The Jatco auto box is fairly reliable but sometimes solenoids can crack resulting in erratic changes. They also must have the correct Jatco 5406 fluid, the wrong stuff will kill it. Just check it changes OK.
An illuminated airbag light is common, wiggling the wires under either seat usually extinguishes it for a day or two. More permanent fixes are available and inexpensive. On tourers check that the hinged glass window opens OK as does the tailgate as the electrics can go a bit senile.
Speaking of electrics, make sure you don't have any weird issues at hand. That can indicate the ECU has taken a bath. It lives under the nearside plastic scuttle panel and the drain hole at the bottom can get clogged and the whole plenum fills with water. A cheap plumbers drain unblocker or even a welding rod should be used every 6 months to keep it clear.
Underneath, check the jacking points for corrosion. This is a very common 75 rot spot, repair panels are available. The good news is these cars are quite rust resistant and they don't normally corrode badly anywhere else.
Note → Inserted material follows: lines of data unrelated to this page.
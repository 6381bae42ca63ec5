//! Running two-player sessions.
//!
//! A [`Session`] owns everything one game needs: the text and
//! occupancy grids, both player slots, the collectible, the countdown
//! gate and the win state. Each session sits behind its own lock in
//! the [`registry`](crate::session::registry); one full move executes
//! under that lock, so the two players of a game serialize while
//! unrelated games run in parallel.

pub mod countdown;
pub mod registry;

pub use countdown::CountdownState;
pub use registry::SessionRegistry;

use crate::config::GameConfig;
use crate::error::GameError;
use crate::matchmaking::MatchProposal;
use crate::motion::{CellTag, CharSearchMemento, OccupancyGrid, TextGrid, compute_move};
use crate::store::CompletedMatch;
use protocol::messages::{GameUpdate, MoveResult};
use protocol::{Command, GameId, MatchId, ParsedCommand, PlayerId, Position};
use rand::Rng;
use std::time::Instant;
use tracing::{debug, info};

/// Points awarded for grabbing the collectible, by how demanding the
/// motion that reached it was.
fn move_points(command: Command) -> u32 {
    match command {
        Command::Left | Command::Right | Command::Up | Command::Down => 1,
        Command::LineStart
        | Command::LineEnd
        | Command::FirstNonBlank
        | Command::LastNonBlank => 2,
        Command::WordForward
        | Command::WordBackward
        | Command::WordEnd
        | Command::BigWordForward
        | Command::BigWordBackward
        | Command::BigWordEnd => 2,
        Command::FileTop
        | Command::FileBottom
        | Command::ScreenTop
        | Command::ScreenMiddle
        | Command::ScreenBottom => 3,
        Command::ParagraphForward | Command::ParagraphBackward => 3,
        Command::SentenceForward | Command::SentenceBackward => 3,
        Command::CharSearch(_, _) | Command::RepeatSearch | Command::RepeatSearchReversed => 3,
        Command::MatchBracket => 5,
    }
}

/// One player's half of a session.
#[derive(Debug, Clone)]
pub struct PlayerSlot {
    pub player_id: PlayerId,
    pub display_name: String,
    pub position: Position,
    pub sticky_col: usize,
    pub score: u32,
    pub memento: CharSearchMemento,
    pub ready: bool,
}

impl PlayerSlot {
    fn new(player_id: PlayerId, display_name: String, position: Position) -> Self {
        Self {
            player_id,
            display_name,
            position,
            sticky_col: position.col,
            score: 0,
            memento: CharSearchMemento::default(),
            ready: false,
        }
    }
}

/// Why a session stopped accepting moves.
#[derive(Debug, Clone, Copy, PartialEq, Eq)]
pub enum EndReason {
    Won,
    Disconnect,
    Inactivity,
    MaxDuration,
}

impl EndReason {
    pub fn as_str(self) -> &'static str {
        match self {
            Self::Won => "won",
            Self::Disconnect => "opponent_disconnected",
            Self::Inactivity => "inactivity_timeout",
            Self::MaxDuration => "max_duration_reached",
        }
    }
}

/// Outcome of one processed move, computed under the session lock and
/// broadcast by the caller afterwards.
#[derive(Debug)]
pub enum MoveOutcome {
    /// The move landed. `completion` is set when it crossed the win
    /// threshold.
    Applied {
        result: MoveResult,
        opponent_id: PlayerId,
        completion: Option<CompletedMatch>,
    },
    /// Geometry or a hazard rejected every step. Not an error: the
    /// mover gets a `move_blocked` envelope plus this state echo.
    Blocked {
        update: GameUpdate,
        penalized: bool,
    },
}

/// One running two-player game.
pub struct Session {
    pub game_id: GameId,
    pub match_id: MatchId,
    pub players: [PlayerSlot; 2],
    pub text: TextGrid,
    pub occupancy: OccupancyGrid,
    pub collectible: Position,
    pub countdown: CountdownState,
    pub completed: bool,
    pub winner_id: Option<PlayerId>,
    pub end_reason: Option<EndReason>,
    pub created_at: Instant,
    pub last_activity: Instant,
    pub ended_at: Option<Instant>,
    win_score: u32,
    hazard_penalty: u32,
}

impl Session {
    /// Build a session from a consumed proposal: players spawn on the
    /// opposite extreme non-empty corners of the text (randomly
    /// swapped), hazards and the collectible land on random empty
    /// cells.
    pub fn create<R: Rng + ?Sized>(
        game_id: GameId,
        proposal: &MatchProposal,
        text_source: &str,
        config: &GameConfig,
        rng: &mut R,
    ) -> Self {
        let text = TextGrid::from_text(text_source);
        let mut occupancy = OccupancyGrid::matching(&text);

        let first_row = (0..text.row_count())
            .find(|&r| text.row_len(r) > 0)
            .unwrap_or(0);
        let last_row = (0..text.row_count())
            .rev()
            .find(|&r| text.row_len(r) > 0)
            .unwrap_or(0);
        let mut spawns = [
            Position::new(first_row, 0),
            Position::new(last_row, text.last_col(last_row)),
        ];
        if rng.random_bool(0.5) {
            spawns.swap(0, 1);
        }
        occupancy.set(spawns[0], CellTag::PlayerOne);
        occupancy.set(spawns[1], CellTag::PlayerTwo);

        for _ in 0..config.hazard_count {
            if let Some(cell) = occupancy.random_empty_cell(rng) {
                occupancy.set(cell, CellTag::Hazard);
            }
        }
        let collectible = occupancy
            .random_empty_cell(rng)
            .unwrap_or(Position::new(0, 0));
        occupancy.set(collectible, CellTag::Collectible);

        let now = Instant::now();
        let a = &proposal.sides[0].entry;
        let b = &proposal.sides[1].entry;
        info!(
            "Session {} created for match {}: {} vs {}",
            game_id, proposal.match_id, a.player_id, b.player_id
        );
        Self {
            game_id,
            match_id: proposal.match_id,
            players: [
                PlayerSlot::new(a.player_id.clone(), a.display_name.clone(), spawns[0]),
                PlayerSlot::new(b.player_id.clone(), b.display_name.clone(), spawns[1]),
            ],
            text,
            occupancy,
            collectible,
            countdown: CountdownState::new(config.countdown_from),
            completed: false,
            winner_id: None,
            end_reason: None,
            created_at: now,
            last_activity: now,
            ended_at: None,
            win_score: config.win_score,
            hazard_penalty: config.hazard_penalty,
        }
    }

    pub fn player_ids(&self) -> [PlayerId; 2] {
        [
            self.players[0].player_id.clone(),
            self.players[1].player_id.clone(),
        ]
    }

    fn slot_of(&self, player_id: &PlayerId) -> Option<usize> {
        self.players
            .iter()
            .position(|p| p.player_id == *player_id)
    }

    fn tag_of(slot: usize) -> CellTag {
        if slot == 0 {
            CellTag::PlayerOne
        } else {
            CellTag::PlayerTwo
        }
    }

    /// Defensive snapshot of the shared state; callers never see live
    /// references into the grids or slots.
    pub fn snapshot(&self) -> GameUpdate {
        GameUpdate {
            game_id: self.game_id,
            player1_position: self.players[0].position,
            player1_score: self.players[0].score,
            player2_position: self.players[1].position,
            player2_score: self.players[1].score,
            collectible_position: self.collectible,
        }
    }

    /// Record that a player rendered the starting state. Returns true
    /// exactly once: when the second ready arrives and the countdown
    /// sequence should be started. The `started` guard keeps racing
    /// ready events from triggering it twice.
    pub fn mark_ready(&mut self, player_id: &PlayerId) -> Result<bool, GameError> {
        let slot = self.slot_of(player_id).ok_or(GameError::PlayerNotInGame)?;
        self.players[slot].ready = true;
        if self.players.iter().all(|p| p.ready) && !self.countdown.started {
            self.countdown.started = true;
            return Ok(true);
        }
        Ok(false)
    }

    /// End the session for a reason other than the score threshold.
    /// The registry drops it after the cleanup grace window.
    pub fn end(&mut self, reason: EndReason) {
        if self.completed {
            return;
        }
        self.completed = true;
        self.end_reason = Some(reason);
        self.ended_at = Some(Instant::now());
        info!("Session {} ended: {}", self.game_id, reason.as_str());
    }

    pub fn duration_seconds(&self) -> u64 {
        self.ended_at
            .unwrap_or_else(Instant::now)
            .duration_since(self.created_at)
            .as_secs()
    }

    fn completed_match(&self, winner_id: PlayerId) -> CompletedMatch {
        CompletedMatch {
            game_id: self.game_id,
            match_id: self.match_id,
            winner_id,
            player1_id: self.players[0].player_id.clone(),
            player1_score: self.players[0].score,
            player2_id: self.players[1].player_id.clone(),
            player2_score: self.players[1].score,
            duration_seconds: self.duration_seconds(),
        }
    }

    /// Apply one decoded move for `player_id`.
    ///
    /// The countdown and completion gates come first; then the motion
    /// engine runs once (count-aware for file jumps) or iteratively up
    /// to `count` times, keeping the last valid step. State only
    /// mutates when at least one step landed.
    pub fn process_move<R: Rng + ?Sized>(
        &mut self,
        player_id: &PlayerId,
        parsed: ParsedCommand,
        rng: &mut R,
    ) -> Result<MoveOutcome, GameError> {
        if self.countdown.active {
            return Err(GameError::CountdownActive);
        }
        if self.completed {
            return Err(GameError::GameAlreadyCompleted);
        }
        let slot = self.slot_of(player_id).ok_or(GameError::PlayerNotInGame)?;
        self.last_activity = Instant::now();

        let player = &self.players[slot];
        let mut position = player.position;
        let mut sticky_col = player.sticky_col;
        let mut memento = player.memento;
        let mut moved = false;
        let mut hazard_hit = false;

        if parsed.count == 1 || parsed.command.is_file_jump() {
            let result = compute_move(
                parsed.command,
                position,
                &self.text,
                &self.occupancy,
                sticky_col,
                &mut memento,
                parsed.count,
                parsed.has_explicit_count,
            );
            if result.valid {
                position = result.position;
                sticky_col = result.sticky_col;
                moved = true;
            }
            hazard_hit = result.blocked_by_hazard;
        } else {
            for _ in 0..parsed.count {
                let result = compute_move(
                    parsed.command,
                    position,
                    &self.text,
                    &self.occupancy,
                    sticky_col,
                    &mut memento,
                    1,
                    false,
                );
                if !result.valid {
                    hazard_hit = result.blocked_by_hazard;
                    break;
                }
                position = result.position;
                sticky_col = result.sticky_col;
                moved = true;
            }
        }

        // Fresh searches update the memento even when the step was
        // rejected, matching how an editor remembers a failed `f`.
        self.players[slot].memento = memento;

        if !moved {
            let penalized = hazard_hit && self.hazard_penalty > 0;
            if penalized {
                let score = &mut self.players[slot].score;
                *score = score.saturating_sub(self.hazard_penalty);
                debug!(
                    "Player {} penalized {} for a hazard in game {}",
                    player_id, self.hazard_penalty, self.game_id
                );
            }
            return Ok(MoveOutcome::Blocked {
                update: self.snapshot(),
                penalized,
            });
        }

        let old_position = self.players[slot].position;
        self.occupancy
            .move_tag(old_position, position, Self::tag_of(slot));
        // Players may pass through each other; restore the opponent's
        // tag when the mover just vacated a shared cell.
        let opponent_position = self.players[1 - slot].position;
        if opponent_position == old_position {
            self.occupancy
                .set(opponent_position, Self::tag_of(1 - slot));
        }
        self.players[slot].position = position;
        self.players[slot].sticky_col = sticky_col;

        let mut move_score = 0;
        if position == self.collectible {
            move_score = move_points(parsed.command);
            self.players[slot].score += move_score;
            // The collectible cell now carries the player tag; respawn
            // on a cell that is empty after the move.
            self.collectible = self
                .occupancy
                .random_empty_cell(rng)
                .unwrap_or(self.collectible);
            self.occupancy.set(self.collectible, CellTag::Collectible);
            debug!(
                "Player {} collected {} points in game {}",
                player_id, move_score, self.game_id
            );
        }

        let mut completion = None;
        if self.players[slot].score >= self.win_score {
            self.completed = true;
            self.winner_id = Some(player_id.clone());
            self.end_reason = Some(EndReason::Won);
            self.ended_at = Some(Instant::now());
            completion = Some(self.completed_match(player_id.clone()));
            info!("Session {} won by {}", self.game_id, player_id);
        }

        let update = self.snapshot();
        Ok(MoveOutcome::Applied {
            result: MoveResult {
                update,
                current_player: player_id.clone(),
                move_score,
                completed: self.completed,
            },
            opponent_id: self.players[1 - slot].player_id.clone(),
            completion,
        })
    }
}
Check the upper rear suspension arms very carefully. These support the springs and are a mild steel design with built in rust traps. They have been remanufactured now but replacement is a git of a job.
Fuel tank straps can corrode and snap.
The manuals came with a plastic clutch concentric slave cylinder which sits inside the gearbox and a lot failed early. Not really an issue on surviving cars by now though. DMFs rarely need changing so a new clutch needn't cost the earth.
Petrols, 4 cylinders did have head gasket issues but if its been well maintained it shouldnt surface. Most surviving cars will have been sorted out but now though. Avoid the 1.8 as its underpowered, the 1.8T seems to be well regarded. The 2.0 V6 isn't popular as it has the economy of a 2.5 but less power. The 2.5 is an incredibly smooth and creamy engine. Variable intake motors can rattle but used replacements can sort it out. Thermostats can leak and are involved to replace.
Try and get a Connoisseur or Contemporary SE spec as they're much nicer places to sit. That said the cloth seats are very comfortable and can look good in Sandstone beige.
Diesels are still common so expect to pay about £1k for an average condition manual in a lower spec and approaching double that for a decent diesel auto in a higher trim level.
My advice would be to avoid a tired example as you'll forever be chasing stupid, niggly faults. Get the best you can afford, preferably one that's got some robust evidence of money being spent in the recent past.